O terceiro fragmento, Casa de Amigos, cai sobre nós, atira‑nos à cara aquilo que já experimentámos e que vamos sentindo na pele. Na p. 16, pergunta‑se que «poderá haver para acreditar num país que atravessou todos os regimes e permaneceu feudal na ordem económica e social, estreito na ambição mental, avaro no reconhecimento da grandeza e, mau grado afectuoso e queridinho, subterraneamente implacável no extermínio da diferença de quantos por excepção o ultrapassam e seriam os únicos que lhe poderiam trazer o que precisamente lhe falta». Na muche! Em meio que conheço, o universitário, o fenómeno é aterrador. O tráfico de influências e o favor a ratos, a filhos e a familiares de professores deixavam‑me por vezes à beira do vómito. Ora essa, não há problema. Valem as tradições, a anciania e o prestígio como critérios. E temos «o fado e a saudade que são a elaboração simbólica do fatalismo que muito convém aos que há longo tempo mantêm empresas de exploração neste enclave onde a miséria é a matéria‑prima por excelência» (p. 18). Vem depois uma conclusão, a de um «país em que cada cidadão é turista, apenas reconhecendo por pátria a existência individual, nunca a coletiva» (p. 23). No meu entender, isso também resulta de as pessoas se enclausurarem no mundo virtual.

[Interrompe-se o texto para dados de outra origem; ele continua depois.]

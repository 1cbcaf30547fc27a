//! Numeric helpers shared by both conversion directions
//!
//! This module provides:
//! - The single round-to-nearest utility (half away from zero)
//! - Normalization between integer channel units and the unit interval

pub mod rounding;

pub use rounding::{from_unit, round_half_away, round_to_bounds, to_unit};
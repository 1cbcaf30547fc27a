//! Output range invariants
//!
//! Checks the unrounded float results, before any clamping, over every
//! integer input the validator can let through.

use rayon::prelude::*;
use rgbhsl_core::math::round_half_away;
use rgbhsl_core::{
    ChannelBounds, Hsl, HslColor, Rgb, RgbColor, hsl_to_rgb, hsl_to_rgb_unit, rgb_to_hsl,
    rgb_to_hsl_unit,
};

fn in_bounds(value: f64, bounds: ChannelBounds) -> bool {
    let rounded = round_half_away(value);
    rounded >= f64::from(bounds.min) && rounded <= f64::from(bounds.max)
}

/// RGB → HSL stays in bounds without relying on the clamp
#[test]
fn test_rgb_to_hsl_unclamped_range() {
    let violations: usize = (0..=255u8)
        .into_par_iter()
        .map(|r| {
            let mut bad = 0;
            for g in 0..=255u8 {
                for b in 0..=255u8 {
                    let hsl = rgb_to_hsl_unit(RgbColor::new(r, g, b).to_unit());
                    let ok = hsl.h >= 0.0
                        && in_bounds(hsl.h, ChannelBounds::HUE)
                        && in_bounds(hsl.s * 100.0, ChannelBounds::PERCENT)
                        && in_bounds(hsl.l * 100.0, ChannelBounds::PERCENT);
                    if !ok {
                        bad += 1;
                    }
                }
            }
            bad
        })
        .sum();

    assert_eq!(violations, 0);
}

/// HSL → RGB stays in bounds without relying on the clamp
#[test]
fn test_hsl_to_rgb_unclamped_range() {
    let violations: usize = (0..=360u16)
        .into_par_iter()
        .map(|h| {
            let mut bad = 0;
            for s in 0..=100u16 {
                for l in 0..=100u16 {
                    let rgb = hsl_to_rgb_unit(Hsl::new(
                        f64::from(h),
                        f64::from(s) / 100.0,
                        f64::from(l) / 100.0,
                    ));
                    let ok = [rgb.r, rgb.g, rgb.b]
                        .iter()
                        .all(|&v| in_bounds(v * 255.0, ChannelBounds::RGB));
                    if !ok {
                        bad += 1;
                    }
                }
            }
            bad
        })
        .sum();

    assert_eq!(violations, 0);
}

/// Every rounded HSL → RGB output is a complete record
#[test]
fn test_hsl_to_rgb_outputs_complete() {
    for h in (0..=360).step_by(15) {
        for s in (0..=100).step_by(10) {
            for l in (0..=100).step_by(10) {
                let rgb = hsl_to_rgb(HslColor::new(h, s, l).expect("valid"));
                assert!(rgb.is_complete());
            }
        }
    }
}

/// Extremes of the RGB cube hit the HSL bounds exactly
#[test]
fn test_extremes() {
    let white = rgb_to_hsl(RgbColor::new(255, 255, 255));
    assert_eq!(white.light(), Some(100));
    assert_eq!(white.saturation(), Some(0));

    let black = rgb_to_hsl(RgbColor::new(0, 0, 0));
    assert_eq!(black.light(), Some(0));

    // largest hue reachable from 8-bit input
    let near_red = rgb_to_hsl(RgbColor::new(255, 0, 1));
    assert_eq!(near_red.hue(), Some(360));
}

/// Out-of-range float input is clamped on the way out
#[test]
fn test_defensive_clamp() {
    let rgb = Rgb::new(1.5, -0.5, 0.5).to_color();
    assert_eq!(rgb, RgbColor::new(255, 0, 128));

    let hsl = Hsl::new(720.0, 2.0, -1.0).to_color();
    assert_eq!(hsl, HslColor::new(360, 100, 0).expect("valid"));
}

O quinto escrito exibe o mais sugestivo dos títulos: Bem‑vindo ao País da Morte em Vida. O título volve‑se refrão, várias vezes repetido ao longo do pedaço de prosa em causa. Jorge Roque dá as boas‑vindas ao leitor e fecha o texto dirigindo‑lhe um conselho, é dizer, «pira‑te enquanto podes, a sete pés, setecentos, todos os de que fores capaz, pira‑te de vez, sem olhares para trás, sem olhares para a frente, haja ou não haja frente, exila‑te, fora ou dentro, guardando sempre a máxima distância, irreconciliável distância, sem nunca esqueceres a aversão, o repúdio, o asco, tudo quanto te afasta irredutivelmente daqui» (p.  44). Pisgam‑se muitos jovens e, se pudessem, fá‑lo‑iam outros, mais velhos.

Em post scriptum, na p. 52, o autor assinala: «Entre mim e o sujeito deste livro não se trata de ódio, contudo. Indignação ou fúria seriam palavras mais exactas. Indignação de viver uma vida minuciosamente roída pelos ratos. Fúria de lhes dar combate, mesmo sabendo que os ratos serão sempre em maior número e nenhuma vitória altera a irrevogável desproporção.» E acrescenta ter pretendido que cada um dos textos do livro «fosse grito, sobressalto de vidas entorpecidas na regular existência cabisbaixa». Cumpriu o seu desígnio — neste opúsculo obsidiante, os brados são estrídulos.

País Rato prendeu‑me, deu‑me vontade de com ele dialogar, desde logo por mor da minha condição de emigrante. Depois, no meu trabalho ex post, dele me fui deslaçando.

Não desisto de Portugal e, nos últimos tempos, nada ocupou tanto o meu espírito como pensar em que partido votar nas eleições legislativas de março.

Sei que tenho a infeção da saudade, mas declaro o meu regozijo por o país ser «queridinho». Se o não fosse, sem calor humano, seria ainda pior.

Já vi mundo e creio que, embora talhado de males e imperfeições, o torrão luso ainda não é mau sítio para viver. Os defeitos dos Lusitanos não se encontram noutros povos?

Em Portugal, penalizam‑me os salários baixos e o círculo vicioso da pobreza. Agora, inquieta‑me também certo tipo de ratice, a dos que usam a democracia para a aniquilar. Atento no boníssimo resultado que o Chega conseguiu nas ditas eleições e afirmo que, se não tivermos cautela, mesmo particular cautela, outros êxitos desse partido nas urnas abrirão caminho à autocracia, ou seja, a uma realidade qualitativamente diversa daqueloutra que conhecemos durante as últimas décadas (o caudilho até já está escolhido). E com ela virão o fim do Estado de direito, o retrocesso civilizacional e o ataque aos direitos das minorias e das mulheres.

Nem se diga que a minha visão é parcelar, que o Bloco de Esquerda (BE) constitui a outra face da moeda. Do programa ativo do BE não decorre a destruição do regime democrático.


[1] ROQUE, Jorge, País Rato, Lisboa, Maldoror, 2023.